Kaira stood up. She swayed, gritted her teeth, and stabilized. "I can run."

He looked at Titus. "Can you navigate?"

Titus stood up, dusting off his massive shoulders. "I can plow."

"Then let's move," Ren said. "Before the Lions wake up."

They began to walk toward the yellow sky.

As they moved, the environment began to change. The lush, prehistoric ferns of the Savage Garden gave way to twisted, blackened shrubs. The soft moss was replaced by hard, dry earth mixed with coal dust.

The trees here weren't healthy. They were petrified, their bark turned to stone by centuries of industrial runoff. They looked like skeletons reaching for the sky.

The air grew heavier. It tasted of sulfur and copper.

Ren felt a tickle in his throat. He coughed.

Water, the Axolotl ghost whispered in his mind. Too dry. My skin is drying. My gills are burning.

Ren ignored the voice. He focused on the back of Titus's head.

After an hour of walking, the jungle ended abruptly.

They stood on a ridge overlooking the next zone.

It was a nightmare of verticality.

The Rust Hives were a canyon of steel. Massive, cylindrical factory towers rose hundreds of feet into the air, connected by a chaotic web of rusted pipes, suspension bridges, and conveyor belts. Steam vented from thousands of cracks, hissing into the night.

Below them, the ground wasn't visible. It was a sea of fog—a toxic, green mist that glowed with radioactive waste.

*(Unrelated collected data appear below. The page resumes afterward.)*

use anyhow::{Context, Result};
use checkdb::cli::commands::check::{CheckCommand, CheckCommandHandler};
use checkdb::cli::Cli;
use checkdb::core::config::Dialect;
use clap::Parser;
use colored::control as color_control;
use std::io::IsTerminal;
use std::process;
use tracing_subscriber::EnvFilter;

/// 既定のログレベル
const DEFAULT_LOG_FILTER: &str = "warn";

/// `--verbose` 指定時のログレベル
const VERBOSE_LOG_FILTER: &str = "checkdb=debug";

fn main() {
    sqlx::any::install_default_drivers();

    // CLIをパースして実行
    let cli = Cli::parse();
    init_tracing(cli.verbose);

    // 非同期ランタイムを作成して実行
    let runtime = tokio::runtime::Runtime::new()
        .context("Failed to create Tokio runtime")
        .unwrap_or_else(|e| {
            eprintln!("Error: {:#}", e);
            process::exit(1);
        });

    let result = runtime.block_on(run_command(cli));

    match result {
        Ok(output) => {
            if !output.is_empty() {
                println!("{}", output);
            }
        }
        Err(e) => {
            eprintln!("Error: {:#}", e);
            process::exit(1);
        }
    }
}

/// トレーシングを初期化する
///
/// `RUST_LOG` が設定されていればそれを優先します。
fn init_tracing(verbose: bool) {
    let filter = if verbose {
        EnvFilter::new(VERBOSE_LOG_FILTER)
    } else {
        EnvFilter::try_from_default_env().unwrap_or_else(|_| EnvFilter::new(DEFAULT_LOG_FILTER))
    };

    let _ = tracing_subscriber::fmt()
        .with_env_filter(filter)
        .with_target(false)
        .with_writer(std::io::stderr)
        .try_init();
}

/// コマンドを実行する
async fn run_command(cli: Cli) -> Result<String> {
    // --no-color フラグの処理
    if cli.no_color {
        color_control::set_override(false);
    }

    let input_path = cli.resolve_input_path()?;
    let dialect = cli
        .dialect
        .as_deref()
        .map(str::parse::<Dialect>)
        .transpose()?;

    let command = CheckCommand {
        input_path,
        config_path: cli.config,
        env: cli.env,
        dialect,
        output_path: cli.output,
        sql_log_path: cli.sql_log,
        format: cli.format,
        show_progress: std::io::stderr().is_terminal(),
    };

    CheckCommandHandler::new().execute(&command).await
}
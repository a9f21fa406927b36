// 命名ポリシー
//
// アプリケーション名と関連パスの単一ソースを提供します。

/// 現行アプリケーション名
pub const APP_NAME: &str = "checkdb";

/// 既定の設定ファイル名
pub const CONFIG_FILE: &str = ".checkdb.yaml";

/// 既定のクエリログファイル名
pub const SQL_LOG_FILE: &str = "checkdb.sql";

/// 結果レポートファイル名の接頭辞
pub const REPORT_PREFIX: &str = "refintnorm-";

/// 入力ファイル名から既定のレポートファイル名を生成
///
/// `schema/db1.txt` なら `refintnorm-db1.txt` になります。
pub fn report_file_name(input_file_name: &str) -> String {
    format!("{}{}", REPORT_PREFIX, input_file_name)
}
// Services Layer
// スキーマの読み込み・検証・レポート作成を行うサービス層

pub mod config_loader;
pub mod database_config_resolver;
pub mod normalization;
pub mod referential_integrity;
pub mod report_formatter;
pub mod schema_file_reader;
pub mod schema_line_parser;
pub mod structural_validator;
pub mod verification_runner;

#[cfg(test)]
pub(crate) mod test_support;
// スキーマ行パーサー
//
// `name(col1, col2(pk), col3(fk:Other.Ref), ...)` 形式の1行を
// テーブル記述子に変換します。形式に一致しない行は黙って読み飛ばします。
// データベースには依存しない純粋な処理です。

use crate::core::descriptor::{ForeignKey, TableDescriptor};
use regex::Regex;
use std::sync::LazyLock;

/// 行全体の `Name(...)` パターン
static TABLE_PATTERN: LazyLock<Regex> = LazyLock::new(|| {
    Regex::new(r"^\s*([A-Za-z_][A-Za-z0-9_]*)\s*\((.*)\)\s*$")
        .expect("table declaration pattern is a valid regex")
});

/// カラム内の `(fk:Table.Column)` タグ
static FK_PATTERN: LazyLock<Regex> = LazyLock::new(|| {
    Regex::new(r"(?i)\(\s*fk\s*:\s*([A-Za-z_][A-Za-z0-9_]*)\s*\.\s*([A-Za-z_][A-Za-z0-9_]*)\s*\)")
        .expect("foreign key tag pattern is a valid regex")
});

/// プライマリキータグ（空白除去・小文字化後に比較）
const PK_TAG: &str = "(pk)";

/// 括弧の深さ0にあるカンマだけで分割
///
/// タグ自体が括弧を含むため（`(pk)`, `(fk:T.c)`）、単純な分割はできません。
/// 各要素は前後の空白を除去して返します。
pub fn split_top_level(body: &str) -> Vec<String> {
    let mut parts = Vec::new();
    let mut current = String::new();
    let mut depth: i32 = 0;

    for ch in body.chars() {
        match ch {
            '(' => {
                depth += 1;
                current.push(ch);
            }
            ')' => {
                depth -= 1;
                current.push(ch);
            }
            ',' if depth == 0 => {
                parts.push(current.trim().to_string());
                current.clear();
            }
            _ => current.push(ch),
        }
    }

    if !current.is_empty() {
        parts.push(current.trim().to_string());
    }

    parts
}

/// カラム定義に `(pk)` タグが含まれるか
fn has_pk_tag(definition: &str) -> bool {
    let compact: String = definition
        .chars()
        .filter(|c| !c.is_whitespace())
        .collect::<String>()
        .to_lowercase();
    compact.contains(PK_TAG)
}

/// スキーマ行パーサー
#[derive(Debug, Clone, Default)]
pub struct SchemaLineParser;

impl SchemaLineParser {
    /// 新しいSchemaLineParserを作成
    pub fn new() -> Self {
        Self
    }

    /// 1行をテーブル記述子に変換
    ///
    /// # Returns
    ///
    /// `Name(...)` 形式に一致しない場合は `None`
    pub fn parse_line(&self, line: &str) -> Option<TableDescriptor> {
        let captures = TABLE_PATTERN.captures(line)?;
        let mut table = TableDescriptor::new(captures[1].trim().to_lowercase());

        for definition in split_top_level(&captures[2]) {
            let name = definition
                .split('(')
                .next()
                .unwrap_or_default()
                .trim()
                .to_lowercase();
            if name.is_empty() {
                continue;
            }

            // 複数指定された場合は最後のカラムが優先
            if has_pk_tag(&definition) {
                table.primary_key = Some(name.clone());
            }

            if let Some(fk) = FK_PATTERN.captures(&definition) {
                table.foreign_keys.push(ForeignKey::new(
                    name.clone(),
                    fk[1].to_lowercase(),
                    fk[2].to_lowercase(),
                ));
            }

            table.columns.push(name);
        }

        Some(table)
    }
}

#[cfg(test)]
mod tests {
    use super::*;

    fn parse(line: &str) -> Option<TableDescriptor> {
        SchemaLineParser::new().parse_line(line)
    }

    #[test]
    fn test_split_top_level_respects_nested_parentheses() {
        let parts = split_top_level("id(pk), data(fk:Other.id), note");
        assert_eq!(parts, vec!["id(pk)", "data(fk:Other.id)", "note"]);
    }

    #[test]
    fn test_split_top_level_keeps_empty_segments() {
        assert_eq!(split_top_level("a,,b"), vec!["a", "", "b"]);
        assert!(split_top_level("").is_empty());
    }

    #[test]
    fn test_parse_full_declaration() {
        let table = parse("T2(id(pk), t1id(fk:T1.id), note)").unwrap();

        assert_eq!(table.name, "t2");
        assert_eq!(table.columns, vec!["id", "t1id", "note"]);
        assert_eq!(table.primary_key.as_deref(), Some("id"));
        assert_eq!(
            table.foreign_keys,
            vec![ForeignKey::new(
                "t1id".to_string(),
                "t1".to_string(),
                "id".to_string()
            )]
        );
    }

    #[test]
    fn test_parse_is_case_folded() {
        assert_eq!(parse("Orders(ID(pk))"), parse("orders(id(pk))"));
        assert_eq!(parse("Orders(ID(PK))").unwrap().primary_key.as_deref(), Some("id"));
    }

    #[test]
    fn test_parse_is_idempotent() {
        let line = "Enroll(sid(pk), cid(fk:Course.cid), grade)";
        assert_eq!(parse(line), parse(line));
    }

    #[test]
    fn test_tags_tolerate_whitespace() {
        let table = parse("  t3 ( a ( PK ) , b ( fk : T1 . id ) )  ").unwrap();

        assert_eq!(table.name, "t3");
        assert_eq!(table.primary_key.as_deref(), Some("a"));
        assert_eq!(table.foreign_keys.len(), 1);
        assert_eq!(table.foreign_keys[0].column, "b");
        assert_eq!(table.foreign_keys[0].referenced_table, "t1");
    }

    #[test]
    fn test_last_pk_tag_wins() {
        let table = parse("t(a(pk), b(pk))").unwrap();
        assert_eq!(table.primary_key.as_deref(), Some("b"));
    }

    #[test]
    fn test_missing_pk_is_none() {
        let table = parse("t(a, b)").unwrap();
        assert!(table.primary_key.is_none());
        assert!(table.foreign_keys.is_empty());
    }

    #[test]
    fn test_only_first_fk_tag_per_column() {
        let table = parse("t(id(pk), a(fk:X.x)(fk:Y.y))").unwrap();
        assert_eq!(table.foreign_keys.len(), 1);
        assert_eq!(table.foreign_keys[0].referenced_table, "x");
    }

    #[test]
    fn test_column_can_be_pk_and_fk() {
        let table = parse("profile(uid(pk)(fk:Users.uid), bio)").unwrap();
        assert_eq!(table.primary_key.as_deref(), Some("uid"));
        assert!(table.is_foreign_key_column("uid"));
    }

    #[test]
    fn test_empty_column_names_are_skipped() {
        let table = parse("t(a, , (pk), b)").unwrap();
        assert_eq!(table.columns, vec!["a", "b"]);
        assert!(table.primary_key.is_none());
    }

    #[test]
    fn test_non_declarations_return_none() {
        assert!(parse("-- comment").is_none());
        assert!(parse("no parentheses here").is_none());
        assert!(parse("1abc(id(pk))").is_none());
        assert!(parse("t(id(pk)) trailing").is_none());
    }
}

"The Chemical Sump," Titus pointed to the fog below. "Don't fall. If you touch the mist, your skin melts. If you breathe it, your lungs liquefy."

"How do we cross?" Kaira asked, pulling her shirt up over her nose to filter the smell.

"We don't cross the ground," Titus said. He pointed up.

High above the fog, stretching between the towers like spiderwebs, were chains. Thick, rusted chains and precarious iron walkways.

"We climb," Titus said. "We stay high. Above the smog. Below the sky-raiders."

Ren looked at the rusted chains swaying in the toxic wind. He looked at his own hands, which were still trembling.

He realized then that the fight with Leopold was just the tutorial. The Lion was a beast of flesh and blood. He could be punched. He could be outsmarted.

But the Hives? The Hives were a machine. And machines didn't care about bravery.

Ren reached into his pocket and pulled out the gold tooth Kaira had given him. He rubbed it with his thumb.

"Kaira," Ren said softly.

"Yeah?"

"If I… if I start to turn," Ren whispered, looking at the glowing veins in his wrist. "If the Feral Percentage gets too high… and I forget who I am…"

He looked at her with terrified, black eyes.

"Don't heal me. Hit me."

Kaira looked at him. She saw the fear. She saw the monster waiting under his skin.

She reached out with her good hand and flicked him on the forehead.

"Deal," she said. "But you better not make me do it. I'm tired of hitting things today."

Ren managed a weak smile.

"Let's go," Titus grumbled, stepping onto the first iron grate of the industrial bridge. "The bugs are waiting."

They stepped off the earth and onto the iron.

[ZONE ENTERED: THE RUST HIVES]

> Environmental Hazard: Toxicity (Level 2).

> Aether Density: Low.

> Dominant Species: Insectoid (Hive Mind).

> Objective: Survive the Crossing.

>

The wind howled through the pipes, sounding like a thousand flutes playing a funeral dirge. Ren took a breath of the acrid air, felt his gills spasm, and followed the Tank into the smog.